Rowan Legal

Psychometric tests are a popular tool which helps employers to identify optimal job candidates, or more accurately filter non-optimal job candidates based for example on their ability to process and use information, approach to interacting with other people and approach to recognizing and handling emotions. At least that is what providers of these tests advertise.

According to the WP 29, summarising opinions of national authorities, health data also include data about a person’s intellectual and emotional capacity:

But health data (or all data pertaining to the health status of a data subject) is a much broader term than the term ‘medical’. Based on the current Data Protection Directive, national legislators, judges and DPA’s have concluded that information such as […], data about a person’s intellectual and emotional capacity (such as IQ),[…] are all data concerning the health of individual data subjects.“  [poznámka pod čarou: Annex to the letter of 5th of February 2015 sent by the Article 29 Working Party to the European Commission that responds to a request to clarify the scope of the definition of health data, available at]
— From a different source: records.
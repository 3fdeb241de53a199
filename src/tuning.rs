//! Data-driven game balance
//!
//! Every gameplay number lives here so a run can be rebalanced from a JSON
//! file without touching the simulation. Missing fields fall back to the
//! classic arcade values.

use serde::{Deserialize, Serialize};
use std::path::Path;

use crate::consts::*;
use crate::error::{ConfigError, load_json};

/// Gameplay constants for one run
#[derive(Debug, Clone, PartialEq, Serialize, Deserialize)]
#[serde(default)]
pub struct Tuning {
    // === Arena ===
    pub window_width: f32,
    pub window_height: f32,

    /// Whether bolts are absorbed by the barrier line. The ship lives below
    /// the line, so turning this on stops every exchange of fire.
    pub solid_barrier: bool,

    // === Ship ===
    pub ship_size: f32,
    pub ship_start_x: f32,
    pub ship_start_y: f32,
    /// Pixels per second on each axis
    pub ship_speed: f32,
    pub starting_lives: u32,

    // === Player bolts ===
    pub bolt_width: f32,
    pub bolt_height: f32,
    pub bolt_speed: f32,
    /// Live player bolts allowed at once
    pub max_player_bolts: usize,
    /// Minimum seconds between two player shots
    pub fire_interval: f32,

    // === Enemy grid ===
    pub enemy_size: f32,
    pub grid_rows: usize,
    pub grid_columns: usize,
    pub grid_origin_x: f32,
    pub grid_origin_y: f32,
    pub grid_spacing: f32,
    pub enemy_base_speed: f32,
    /// Fixed downward nudge applied on the frame the grid changes direction
    pub descent_step: f32,

    // === Enemy bolt ===
    pub enemy_bolt_base_speed: f32,
    /// Seconds between enemy shots
    pub enemy_fire_cooldown: f32,

    // === Animation periods (seconds per frame) ===
    pub enemy_move_frame_time: f32,
    pub enemy_death_frame_time: f32,
    pub ship_death_frame_time: f32,

    // === Wave scaling ===
    pub enemy_speed_per_wave: f32,
    pub enemy_bolt_speed_per_wave: f32,
    /// Clearing this wave wins the game
    pub winning_wave: u32,
}

impl Default for Tuning {
    fn default() -> Self {
        Self {
            window_width: WINDOW_WIDTH,
            window_height: WINDOW_HEIGHT,
            solid_barrier: false,

            ship_size: SHIP_SIZE,
            ship_start_x: SHIP_START_X,
            ship_start_y: SHIP_START_Y,
            ship_speed: 200.0,
            starting_lives: 3,

            bolt_width: BOLT_WIDTH,
            bolt_height: BOLT_HEIGHT,
            bolt_speed: 300.0,
            max_player_bolts: 3,
            fire_interval: 0.5,

            enemy_size: ENEMY_SIZE,
            grid_rows: 3,
            grid_columns: 10,
            grid_origin_x: 100.0,
            grid_origin_y: 50.0,
            grid_spacing: 60.0,
            enemy_base_speed: 50.0,
            descent_step: 20.0,

            enemy_bolt_base_speed: 100.0,
            enemy_fire_cooldown: 6.0,

            enemy_move_frame_time: 0.5,
            enemy_death_frame_time: 0.05,
            ship_death_frame_time: 0.3,

            enemy_speed_per_wave: 10.0,
            enemy_bolt_speed_per_wave: 5.0,
            winning_wave: 12,
        }
    }
}

impl Tuning {
    /// Load tuning from a JSON file and validate it
    pub fn load(path: &Path) -> Result<Self, ConfigError> {
        let tuning: Tuning = load_json(path)?;
        tuning.validate()?;
        log::info!("Loaded tuning from {}", path.display());
        Ok(tuning)
    }

    /// Reject values the simulation cannot run with
    pub fn validate(&self) -> Result<(), ConfigError> {
        let positive = [
            ("window_width", self.window_width),
            ("window_height", self.window_height),
            ("ship_size", self.ship_size),
            ("ship_speed", self.ship_speed),
            ("bolt_width", self.bolt_width),
            ("bolt_height", self.bolt_height),
            ("bolt_speed", self.bolt_speed),
            ("enemy_size", self.enemy_size),
            ("enemy_base_speed", self.enemy_base_speed),
            ("enemy_bolt_base_speed", self.enemy_bolt_base_speed),
            ("enemy_fire_cooldown", self.enemy_fire_cooldown),
            ("enemy_move_frame_time", self.enemy_move_frame_time),
            ("enemy_death_frame_time", self.enemy_death_frame_time),
            ("ship_death_frame_time", self.ship_death_frame_time),
        ];
        for (name, value) in positive {
            if !(value.is_finite() && value > 0.0) {
                return Err(ConfigError::Invalid(format!(
                    "{name} must be positive, got {value}"
                )));
            }
        }

        let non_negative = [
            ("fire_interval", self.fire_interval),
            ("descent_step", self.descent_step),
            ("grid_spacing", self.grid_spacing),
            ("enemy_speed_per_wave", self.enemy_speed_per_wave),
            ("enemy_bolt_speed_per_wave", self.enemy_bolt_speed_per_wave),
        ];
        for (name, value) in non_negative {
            if !(value.is_finite() && value >= 0.0) {
                return Err(ConfigError::Invalid(format!(
                    "{name} must be non-negative, got {value}"
                )));
            }
        }

        if self.grid_rows == 0 || self.grid_columns == 0 {
            return Err(ConfigError::Invalid("enemy grid must not be empty".into()));
        }
        if self.max_player_bolts == 0 {
            return Err(ConfigError::Invalid("max_player_bolts must be at least 1".into()));
        }
        if self.winning_wave == 0 {
            return Err(ConfigError::Invalid("winning_wave must be at least 1".into()));
        }
        if self.starting_lives == 0 {
            return Err(ConfigError::Invalid("starting_lives must be at least 1".into()));
        }
        Ok(())
    }

    /// Barrier line y-position for this arena
    pub fn barrier_y(&self) -> f32 {
        crate::barrier_y(self.window_height)
    }

    /// Enemy speed at the start of a 1-based wave
    pub fn enemy_speed_for_wave(&self, wave: u32) -> f32 {
        self.enemy_base_speed + self.enemy_speed_per_wave * wave.saturating_sub(1) as f32
    }

    /// Enemy bolt speed at the start of a 1-based wave
    pub fn enemy_bolt_speed_for_wave(&self, wave: u32) -> f32 {
        self.enemy_bolt_base_speed + self.enemy_bolt_speed_per_wave * wave.saturating_sub(1) as f32
    }
}

#[cfg(test)]
mod tests {
    use super::*;

    #[test]
    fn test_default_is_valid() {
        assert!(Tuning::default().validate().is_ok());
    }

    #[test]
    fn test_partial_json_fills_defaults() {
        let tuning: Tuning = serde_json::from_str(r#"{ "ship_speed": 250.0, "grid_rows": 5 }"#)
            .expect("partial tuning should parse");
        assert_eq!(tuning.ship_speed, 250.0);
        assert_eq!(tuning.grid_rows, 5);
        assert_eq!(tuning.grid_columns, 10);
        assert_eq!(tuning.winning_wave, 12);
    }

    #[test]
    fn test_validate_rejects_bad_values() {
        let tuning = Tuning {
            bolt_speed: 0.0,
            ..Default::default()
        };
        assert!(matches!(tuning.validate(), Err(ConfigError::Invalid(_))));

        let tuning = Tuning {
            grid_columns: 0,
            ..Default::default()
        };
        assert!(tuning.validate().is_err());

        let tuning = Tuning {
            max_player_bolts: 0,
            ..Default::default()
        };
        assert!(tuning.validate().is_err());
    }

    #[test]
    fn test_wave_speed_scaling() {
        let tuning = Tuning::default();
        assert_eq!(tuning.enemy_speed_for_wave(1), 50.0);
        assert_eq!(tuning.enemy_speed_for_wave(3), 70.0);
        assert_eq!(tuning.enemy_bolt_speed_for_wave(1), 100.0);
        assert_eq!(tuning.enemy_bolt_speed_for_wave(4), 115.0);
    }

    #[test]
    fn test_load_missing_file_is_io_error() {
        let err = Tuning::load(Path::new("/definitely/not/here/tuning.json")).unwrap_err();
        assert!(matches!(err, ConfigError::Io { .. }));
    }
}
This means that apart from legal title under Article 6 (for example, in this scenario, legitimate interest or contract conclusion) of the GDPR, exception from the general prohibition of processing of special categories of personal data under Article 9 of the GDPR is necessary for the lawful processing of these personal data.

Although explicit consent as one of the possible exceptions might be used by the employers to ensure their compliance with the GDPR, such approach would be against opinions of WP29 on personal data processing within employment and recruitment process, where such consent might not be considered as freely given by the data subjects, and therefore, would be invalid. According to our opinion, only possible exceptions remaining under Article 9 of the GDPR are paragraphs b), f) or h), i.e. processing for the purposes of carrying out obligations and exercising specific rights of the employer; processing for establishment, exercise or defense of legal claims; or processing for the purposes of assessment of working capacity (however an assessment of working capacity would have to be conducted by medical professional). But none of these exceptions fits this scenario perfectly and clarification from data protection authorities would be welcome.

Such an approach adds another layer of complexity to hiring processes and also increases the risk of such processing and execution of the psychometric test. We would at least recommend modifying information about data processing provided to employees and records of processing. Higher risks connected with the processing of sensitive data should also be taken into account. We will let you know in case of any further progress in this area.